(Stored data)
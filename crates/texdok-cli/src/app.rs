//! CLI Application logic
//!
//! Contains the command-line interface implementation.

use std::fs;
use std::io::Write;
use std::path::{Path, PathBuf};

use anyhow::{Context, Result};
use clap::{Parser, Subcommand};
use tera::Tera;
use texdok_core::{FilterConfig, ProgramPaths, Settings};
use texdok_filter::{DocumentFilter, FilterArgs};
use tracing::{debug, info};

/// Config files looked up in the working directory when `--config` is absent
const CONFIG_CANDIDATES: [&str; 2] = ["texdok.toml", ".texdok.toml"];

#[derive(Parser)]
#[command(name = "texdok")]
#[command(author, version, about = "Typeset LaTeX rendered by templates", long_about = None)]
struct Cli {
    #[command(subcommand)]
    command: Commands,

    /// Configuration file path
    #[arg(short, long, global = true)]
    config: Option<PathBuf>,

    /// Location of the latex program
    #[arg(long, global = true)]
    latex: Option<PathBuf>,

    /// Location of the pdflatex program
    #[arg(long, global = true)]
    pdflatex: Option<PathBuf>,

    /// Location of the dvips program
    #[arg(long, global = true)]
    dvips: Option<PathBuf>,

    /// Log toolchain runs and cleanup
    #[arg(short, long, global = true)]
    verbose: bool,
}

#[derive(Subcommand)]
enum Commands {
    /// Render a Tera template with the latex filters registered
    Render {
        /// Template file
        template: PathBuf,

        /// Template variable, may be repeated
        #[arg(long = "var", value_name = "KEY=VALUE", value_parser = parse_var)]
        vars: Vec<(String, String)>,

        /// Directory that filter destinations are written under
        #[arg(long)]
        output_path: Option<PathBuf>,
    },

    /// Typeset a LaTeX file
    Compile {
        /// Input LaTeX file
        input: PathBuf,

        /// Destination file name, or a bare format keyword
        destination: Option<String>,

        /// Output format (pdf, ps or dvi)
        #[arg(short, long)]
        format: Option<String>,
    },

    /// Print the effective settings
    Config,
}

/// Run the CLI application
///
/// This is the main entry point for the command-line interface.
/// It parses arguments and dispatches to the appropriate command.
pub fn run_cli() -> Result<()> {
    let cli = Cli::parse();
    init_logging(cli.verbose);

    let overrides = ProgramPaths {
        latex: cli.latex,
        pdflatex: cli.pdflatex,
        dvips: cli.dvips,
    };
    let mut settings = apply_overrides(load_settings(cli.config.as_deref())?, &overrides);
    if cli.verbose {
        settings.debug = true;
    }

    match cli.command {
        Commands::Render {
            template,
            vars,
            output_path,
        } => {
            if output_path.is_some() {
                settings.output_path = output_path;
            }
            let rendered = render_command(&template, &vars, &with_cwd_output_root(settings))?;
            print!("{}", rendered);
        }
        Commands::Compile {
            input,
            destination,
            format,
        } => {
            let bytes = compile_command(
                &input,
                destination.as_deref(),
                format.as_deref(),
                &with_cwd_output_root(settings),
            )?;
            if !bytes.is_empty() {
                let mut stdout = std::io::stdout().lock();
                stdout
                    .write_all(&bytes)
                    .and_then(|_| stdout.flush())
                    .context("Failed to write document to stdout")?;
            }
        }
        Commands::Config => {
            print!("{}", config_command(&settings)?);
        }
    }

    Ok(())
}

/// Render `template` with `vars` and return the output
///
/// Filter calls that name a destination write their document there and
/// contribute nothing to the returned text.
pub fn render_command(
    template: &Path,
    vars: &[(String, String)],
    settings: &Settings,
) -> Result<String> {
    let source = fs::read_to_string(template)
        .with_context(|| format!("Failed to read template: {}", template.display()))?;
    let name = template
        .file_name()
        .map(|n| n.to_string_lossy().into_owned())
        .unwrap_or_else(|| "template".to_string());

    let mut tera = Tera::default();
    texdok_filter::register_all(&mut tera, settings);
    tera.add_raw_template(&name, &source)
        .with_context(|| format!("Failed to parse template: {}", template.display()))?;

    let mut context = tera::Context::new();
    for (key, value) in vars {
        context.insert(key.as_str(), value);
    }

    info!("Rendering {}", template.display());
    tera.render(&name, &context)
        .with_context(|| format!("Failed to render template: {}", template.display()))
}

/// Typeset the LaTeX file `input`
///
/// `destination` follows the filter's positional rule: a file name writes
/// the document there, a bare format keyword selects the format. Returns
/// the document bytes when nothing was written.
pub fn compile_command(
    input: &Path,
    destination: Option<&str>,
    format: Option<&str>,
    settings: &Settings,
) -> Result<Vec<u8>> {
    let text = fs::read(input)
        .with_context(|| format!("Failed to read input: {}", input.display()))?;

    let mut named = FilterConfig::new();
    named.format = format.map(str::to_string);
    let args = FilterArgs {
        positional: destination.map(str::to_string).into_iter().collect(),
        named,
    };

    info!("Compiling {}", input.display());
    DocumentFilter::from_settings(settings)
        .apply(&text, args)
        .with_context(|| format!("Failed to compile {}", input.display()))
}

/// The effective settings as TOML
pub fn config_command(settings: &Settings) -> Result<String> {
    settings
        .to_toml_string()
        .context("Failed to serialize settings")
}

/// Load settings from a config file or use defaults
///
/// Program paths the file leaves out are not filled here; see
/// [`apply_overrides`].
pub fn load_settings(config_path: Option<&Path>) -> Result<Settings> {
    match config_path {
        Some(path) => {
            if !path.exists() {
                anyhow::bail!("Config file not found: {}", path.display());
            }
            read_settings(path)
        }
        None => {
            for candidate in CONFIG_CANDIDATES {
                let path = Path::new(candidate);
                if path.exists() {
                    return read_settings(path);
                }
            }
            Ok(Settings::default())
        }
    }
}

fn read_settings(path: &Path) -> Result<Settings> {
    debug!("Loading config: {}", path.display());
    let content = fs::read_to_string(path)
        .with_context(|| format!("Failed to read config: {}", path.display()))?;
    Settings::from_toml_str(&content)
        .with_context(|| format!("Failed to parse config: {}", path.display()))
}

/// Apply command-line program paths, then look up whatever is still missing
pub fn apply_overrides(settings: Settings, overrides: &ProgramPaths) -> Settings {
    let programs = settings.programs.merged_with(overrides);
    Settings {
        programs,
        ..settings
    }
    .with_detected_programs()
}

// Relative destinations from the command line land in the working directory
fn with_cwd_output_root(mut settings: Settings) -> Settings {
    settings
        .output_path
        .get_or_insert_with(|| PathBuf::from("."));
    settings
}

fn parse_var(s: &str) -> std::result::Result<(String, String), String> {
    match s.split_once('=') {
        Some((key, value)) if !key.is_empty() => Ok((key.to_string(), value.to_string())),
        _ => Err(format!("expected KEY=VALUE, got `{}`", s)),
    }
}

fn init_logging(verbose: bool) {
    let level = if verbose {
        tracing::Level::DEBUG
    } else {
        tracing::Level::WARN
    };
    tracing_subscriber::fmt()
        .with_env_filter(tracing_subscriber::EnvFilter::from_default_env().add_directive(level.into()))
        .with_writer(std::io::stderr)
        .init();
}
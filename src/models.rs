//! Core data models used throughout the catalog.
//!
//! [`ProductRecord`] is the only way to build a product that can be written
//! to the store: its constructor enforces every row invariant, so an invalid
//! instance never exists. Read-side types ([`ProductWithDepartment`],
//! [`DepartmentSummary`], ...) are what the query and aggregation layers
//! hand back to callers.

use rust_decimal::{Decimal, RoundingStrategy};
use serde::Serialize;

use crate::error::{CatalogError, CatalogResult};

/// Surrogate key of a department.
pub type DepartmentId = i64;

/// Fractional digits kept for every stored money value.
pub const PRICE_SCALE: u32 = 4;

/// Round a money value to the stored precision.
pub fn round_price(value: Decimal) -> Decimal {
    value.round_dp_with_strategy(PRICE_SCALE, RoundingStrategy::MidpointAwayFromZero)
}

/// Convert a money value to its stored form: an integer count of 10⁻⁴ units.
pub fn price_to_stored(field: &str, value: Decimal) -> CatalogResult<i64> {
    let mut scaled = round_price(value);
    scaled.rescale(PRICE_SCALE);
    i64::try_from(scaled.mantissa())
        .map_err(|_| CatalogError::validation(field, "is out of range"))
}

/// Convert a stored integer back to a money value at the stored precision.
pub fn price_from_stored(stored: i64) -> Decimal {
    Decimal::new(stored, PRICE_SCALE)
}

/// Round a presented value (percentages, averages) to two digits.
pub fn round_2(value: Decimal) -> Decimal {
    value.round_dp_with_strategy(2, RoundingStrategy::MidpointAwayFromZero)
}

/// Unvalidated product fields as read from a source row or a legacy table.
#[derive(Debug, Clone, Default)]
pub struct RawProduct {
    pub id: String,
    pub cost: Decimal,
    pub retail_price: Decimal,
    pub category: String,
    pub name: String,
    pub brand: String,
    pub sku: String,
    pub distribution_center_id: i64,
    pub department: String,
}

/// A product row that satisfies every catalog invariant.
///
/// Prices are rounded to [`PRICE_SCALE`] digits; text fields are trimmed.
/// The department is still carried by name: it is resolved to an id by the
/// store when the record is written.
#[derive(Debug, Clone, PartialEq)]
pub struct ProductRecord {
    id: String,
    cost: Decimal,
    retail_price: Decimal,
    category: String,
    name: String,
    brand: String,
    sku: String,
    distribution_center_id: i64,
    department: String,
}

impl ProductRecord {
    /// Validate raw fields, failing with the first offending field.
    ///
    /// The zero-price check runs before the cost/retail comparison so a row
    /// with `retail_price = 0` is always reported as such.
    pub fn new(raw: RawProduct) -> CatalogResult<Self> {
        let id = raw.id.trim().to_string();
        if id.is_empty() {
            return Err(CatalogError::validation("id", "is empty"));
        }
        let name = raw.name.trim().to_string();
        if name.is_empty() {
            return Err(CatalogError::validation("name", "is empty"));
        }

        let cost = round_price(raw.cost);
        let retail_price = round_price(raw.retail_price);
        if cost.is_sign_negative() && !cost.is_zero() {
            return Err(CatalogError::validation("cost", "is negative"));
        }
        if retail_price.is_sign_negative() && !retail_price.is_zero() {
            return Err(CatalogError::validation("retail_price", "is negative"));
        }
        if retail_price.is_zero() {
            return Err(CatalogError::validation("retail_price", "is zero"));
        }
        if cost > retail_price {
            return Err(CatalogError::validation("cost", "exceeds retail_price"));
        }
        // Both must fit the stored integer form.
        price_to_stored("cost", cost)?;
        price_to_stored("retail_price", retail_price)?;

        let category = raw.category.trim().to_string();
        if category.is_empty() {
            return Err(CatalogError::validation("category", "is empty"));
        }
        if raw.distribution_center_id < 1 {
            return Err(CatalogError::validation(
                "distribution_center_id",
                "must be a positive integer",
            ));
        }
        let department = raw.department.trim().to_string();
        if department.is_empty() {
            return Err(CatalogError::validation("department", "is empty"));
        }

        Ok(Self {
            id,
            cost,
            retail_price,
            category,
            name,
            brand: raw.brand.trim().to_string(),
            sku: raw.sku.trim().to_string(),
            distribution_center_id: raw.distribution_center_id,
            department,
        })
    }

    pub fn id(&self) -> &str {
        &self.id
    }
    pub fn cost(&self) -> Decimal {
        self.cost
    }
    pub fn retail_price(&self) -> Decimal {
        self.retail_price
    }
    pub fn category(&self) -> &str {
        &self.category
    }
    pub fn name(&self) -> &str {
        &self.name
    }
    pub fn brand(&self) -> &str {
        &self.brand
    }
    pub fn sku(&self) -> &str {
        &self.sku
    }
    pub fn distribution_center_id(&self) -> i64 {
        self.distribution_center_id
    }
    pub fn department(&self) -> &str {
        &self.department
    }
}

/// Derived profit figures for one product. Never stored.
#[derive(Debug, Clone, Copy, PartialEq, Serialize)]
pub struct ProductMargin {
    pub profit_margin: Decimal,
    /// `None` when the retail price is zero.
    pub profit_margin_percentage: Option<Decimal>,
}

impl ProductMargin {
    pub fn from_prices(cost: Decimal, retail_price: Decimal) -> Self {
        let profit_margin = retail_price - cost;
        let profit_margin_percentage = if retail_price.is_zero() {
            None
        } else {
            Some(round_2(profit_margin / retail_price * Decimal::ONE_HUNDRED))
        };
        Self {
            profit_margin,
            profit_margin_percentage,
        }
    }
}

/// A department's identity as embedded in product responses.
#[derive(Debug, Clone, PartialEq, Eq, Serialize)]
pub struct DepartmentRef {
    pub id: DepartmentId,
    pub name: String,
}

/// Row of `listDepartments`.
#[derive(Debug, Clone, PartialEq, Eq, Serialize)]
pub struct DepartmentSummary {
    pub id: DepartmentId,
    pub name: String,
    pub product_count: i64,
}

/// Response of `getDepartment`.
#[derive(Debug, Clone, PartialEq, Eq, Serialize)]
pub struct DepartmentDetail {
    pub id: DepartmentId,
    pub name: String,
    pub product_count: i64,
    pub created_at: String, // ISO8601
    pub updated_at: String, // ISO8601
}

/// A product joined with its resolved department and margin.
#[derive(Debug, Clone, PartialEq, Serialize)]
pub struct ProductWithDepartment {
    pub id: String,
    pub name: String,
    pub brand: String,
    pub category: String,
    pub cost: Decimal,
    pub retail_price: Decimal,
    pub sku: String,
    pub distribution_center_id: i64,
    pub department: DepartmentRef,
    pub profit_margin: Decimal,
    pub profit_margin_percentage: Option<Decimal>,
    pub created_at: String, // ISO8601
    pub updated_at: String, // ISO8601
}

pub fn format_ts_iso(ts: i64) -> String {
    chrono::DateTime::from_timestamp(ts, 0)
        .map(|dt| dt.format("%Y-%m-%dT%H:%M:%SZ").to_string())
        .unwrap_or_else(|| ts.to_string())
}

* WHAT THIS TASK INVOLVES *
Above are the entries; count how many of their lines contain the word "named" and give only that number.

* RESPONSE TO THIS EXERCISE *
3